──────── SOURCE RECORDS

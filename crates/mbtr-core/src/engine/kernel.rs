use crate::core::models::keys::{ElementPair, TripletKey};
use crate::core::models::snapshot::ConfigurationSnapshot;
use crate::engine::cache::{DisplacementCache, DisplacementTensor};
use crate::engine::tasks::{pairwise, triplet};
use nalgebra::DMatrix;
use std::collections::BTreeMap;
use tracing::debug;

/// Geometric queries over one immutable atomic configuration.
///
/// The displacement tensor is computed on the first pairwise query and reused afterwards;
/// everything else is recomputed per call and returned as a freshly owned container.
/// The kernel is `Send + Sync`, and a concurrent first query still computes the tensor once.
#[derive(Debug)]
pub struct GeometryKernel {
    snapshot: ConfigurationSnapshot,
    displacements: DisplacementCache,
}

impl GeometryKernel {
    pub fn new(snapshot: ConfigurationSnapshot) -> Self {
        debug!(
            num_atoms = snapshot.len(),
            cell_limit = snapshot.cell_limit(),
            "Creating geometry kernel."
        );
        Self {
            snapshot,
            displacements: DisplacementCache::new(),
        }
    }

    pub fn snapshot(&self) -> &ConfigurationSnapshot {
        &self.snapshot
    }

    /// The N×N displacement tensor, `(i, j)` = `position[j] - position[i]`.
    pub fn displacements(&self) -> &DisplacementTensor {
        self.displacements.get_or_compute(&self.snapshot)
    }

    pub fn distance_matrix(&self) -> DMatrix<f64> {
        pairwise::distance_matrix(self.displacements())
    }

    /// Reciprocal distances with a zero diagonal.
    ///
    /// # Panics
    ///
    /// Panics if two atoms share a position.
    pub fn inverse_distance_matrix(&self) -> DMatrix<f64> {
        pairwise::inverse_distance_matrix(&self.distance_matrix())
    }

    /// Inverse distances grouped by unordered element pair.
    ///
    /// Each unordered atom pair appears once, and only if at least one of its atoms belongs to
    /// the original cell.
    ///
    /// # Panics
    ///
    /// Panics if two atoms of an anchored pair share a position.
    pub fn inverse_distance_by_element_pair(&self) -> BTreeMap<ElementPair, Vec<f64>> {
        pairwise::inverse_distance_by_element_pair(&self.snapshot, self.displacements())
    }

    pub fn distance_by_element_pair(&self) -> BTreeMap<ElementPair, Vec<f64>> {
        pairwise::distance_by_element_pair(&self.snapshot, self.displacements())
    }

    /// Cosines of all cell-anchored angles, one entry per center and unordered arm pair.
    ///
    /// # Panics
    ///
    /// Panics if two atoms of an enumerated triplet share a position.
    pub fn angle_cosines(&self) -> BTreeMap<TripletKey, f64> {
        triplet::angle_cosines(&self.snapshot)
    }

    /// Same keys as [`Self::angle_cosines`], with angles in degrees.
    pub fn angles(&self) -> BTreeMap<TripletKey, f64> {
        triplet::angles(&self.snapshot)
    }
}

impl From<ConfigurationSnapshot> for GeometryKernel {
    fn from(snapshot: ConfigurationSnapshot) -> Self {
        Self::new(snapshot)
    }
}

#[cfg(test)]
mod tests {
    use super::*;
    use crate::engine::config::ConfigurationBuilder;
    use nalgebra::Point3;
    use std::collections::HashMap;
    use std::sync::Arc;
    use std::thread;

    const TOLERANCE: f64 = 1e-12;

    fn f64_approx_equal(a: f64, b: f64) -> bool {
        (a - b).abs() < TOLERANCE
    }

    fn right_triangle_kernel() -> GeometryKernel {
        ConfigurationBuilder::new()
            .positions(vec![
                Point3::new(0.0, 0.0, 0.0),
                Point3::new(1.0, 0.0, 0.0),
                Point3::new(0.0, 1.0, 0.0),
            ])
            .atomic_numbers(vec![1, 1, 1])
            .element_index(HashMap::from([(1, 0)]))
            .cell_limit(3)
            .build()
            .unwrap()
            .into()
    }

    /// Two cell atoms and a copy of atom 0 translated by the lattice vector (3, 0, 0).
    fn periodic_kernel() -> GeometryKernel {
        ConfigurationBuilder::new()
            .positions(vec![
                Point3::new(0.0, 0.0, 0.0),
                Point3::new(1.0, 0.5, 0.0),
                Point3::new(3.0, 0.0, 0.0),
            ])
            .atomic_numbers(vec![6, 8, 6])
            .element_index(HashMap::from([(6, 0), (8, 1)]))
            .cell_limit(2)
            .build()
            .unwrap()
            .into()
    }

    #[test]
    fn right_triangle_distances_and_angle() {
        let kernel = right_triangle_kernel();
        let distances = kernel.distance_matrix();
        assert_eq!(distances[(0, 1)], 1.0);
        assert_eq!(distances[(0, 2)], 1.0);
        assert!(f64_approx_equal(distances[(1, 2)], 2.0f64.sqrt()));

        let cosines = kernel.angle_cosines();
        assert!(f64_approx_equal(cosines[&TripletKey::new(1, 0, 2)], 0.0));
        assert!(f64_approx_equal(kernel.angles()[&TripletKey::new(1, 0, 2)], 90.0));
    }

    #[test]
    fn diagonals_are_zero_and_inverse_is_reciprocal() {
        let kernel = periodic_kernel();
        let distances = kernel.distance_matrix();
        let inverse = kernel.inverse_distance_matrix();
        for i in 0..3 {
            assert_eq!(distances[(i, i)], 0.0);
            assert_eq!(inverse[(i, i)], 0.0);
            for j in 0..3 {
                assert_eq!(distances[(i, j)], distances[(j, i)]);
                if i != j {
                    assert!(f64_approx_equal(inverse[(i, j)], 1.0 / distances[(i, j)]));
                }
            }
        }
    }

    #[test]
    fn periodic_copy_pairs_with_cell_atom_are_kept() {
        let kernel = periodic_kernel();
        let grouped = kernel.inverse_distance_by_element_pair();

        // Pairs (0, 1), (0, 2), (1, 2): each touches a cell atom.
        assert_eq!(grouped.values().map(Vec::len).sum::<usize>(), 3);
        let carbon_oxygen = &grouped[&ElementPair::new(8, 6)];
        assert_eq!(carbon_oxygen.len(), 2);
        let d12 = kernel.distance_matrix()[(1, 2)];
        assert!(f64_approx_equal(carbon_oxygen[1], 1.0 / d12));
        assert!(f64_approx_equal(grouped[&ElementPair::new(6, 6)][0], 1.0 / 3.0));
    }

    #[test]
    fn pairs_among_periodic_copies_only_are_excluded() {
        let snapshot = ConfigurationSnapshot::new(
            vec![
                Point3::new(0.0, 0.0, 0.0),
                Point3::new(1.0, 0.5, 0.0),
                Point3::new(3.0, 0.0, 0.0),
                Point3::new(4.0, 0.5, 0.0),
            ],
            vec![6, 8, 6, 8],
            HashMap::from([(6, 0), (8, 1)]),
            2,
        )
        .unwrap();
        let kernel = GeometryKernel::new(snapshot);
        let grouped = kernel.inverse_distance_by_element_pair();

        // 6 unordered pairs minus the copy-copy pair (2, 3).
        assert_eq!(grouped.values().map(Vec::len).sum::<usize>(), 5);
        assert_eq!(grouped[&ElementPair::new(6, 8)].len(), 3);
    }

    #[test]
    fn repeated_queries_return_identical_results() {
        let kernel = periodic_kernel();
        let first = kernel.displacements().clone();
        let first_distances = kernel.distance_matrix();
        assert_eq!(kernel.displacements(), &first);
        assert_eq!(kernel.distance_matrix(), first_distances);
        assert!(std::ptr::eq(kernel.displacements(), kernel.displacements()));
        assert_eq!(kernel.angle_cosines(), kernel.angle_cosines());
    }

    #[test]
    fn concurrent_first_access_computes_tensor_once() {
        let kernel = Arc::new(periodic_kernel());
        let handles: Vec<_> = (0..4)
            .map(|_| {
                let kernel = Arc::clone(&kernel);
                thread::spawn(move || kernel.displacements() as *const DisplacementTensor as usize)
            })
            .collect();
        let addresses: Vec<usize> = handles.into_iter().map(|h| h.join().unwrap()).collect();
        assert!(addresses.windows(2).all(|w| w[0] == w[1]));
    }

    #[test]
    #[should_panic(expected = "must not share a position")]
    fn inverse_distances_of_coincident_atoms_fail_fast() {
        let kernel = GeometryKernel::new(
            ConfigurationSnapshot::new(
                vec![Point3::origin(), Point3::origin(), Point3::new(1.0, 0.0, 0.0)],
                vec![1, 1, 1],
                HashMap::from([(1, 0)]),
                3,
            )
            .unwrap(),
        );
        assert_eq!(kernel.distance_matrix()[(0, 1)], 0.0);
        kernel.inverse_distance_matrix();
    }

    #[test]
    fn empty_kernel_returns_empty_results() {
        let kernel = GeometryKernel::new(
            ConfigurationSnapshot::new(Vec::new(), Vec::new(), HashMap::new(), 0).unwrap(),
        );
        assert!(kernel.displacements().is_empty());
        assert_eq!(kernel.distance_matrix().shape(), (0, 0));
        assert!(kernel.inverse_distance_by_element_pair().is_empty());
        assert!(kernel.angle_cosines().is_empty());
    }
}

────────────────

• **ACTIVITY**
All lines above containing the string "query" are to be collected.

• **SOLUTION**
/// The displacement tensor is computed on the first pairwise query and reused afterwards;
/// The kernel is `Send + Sync`, and a concurrent first query still computes the tensor once.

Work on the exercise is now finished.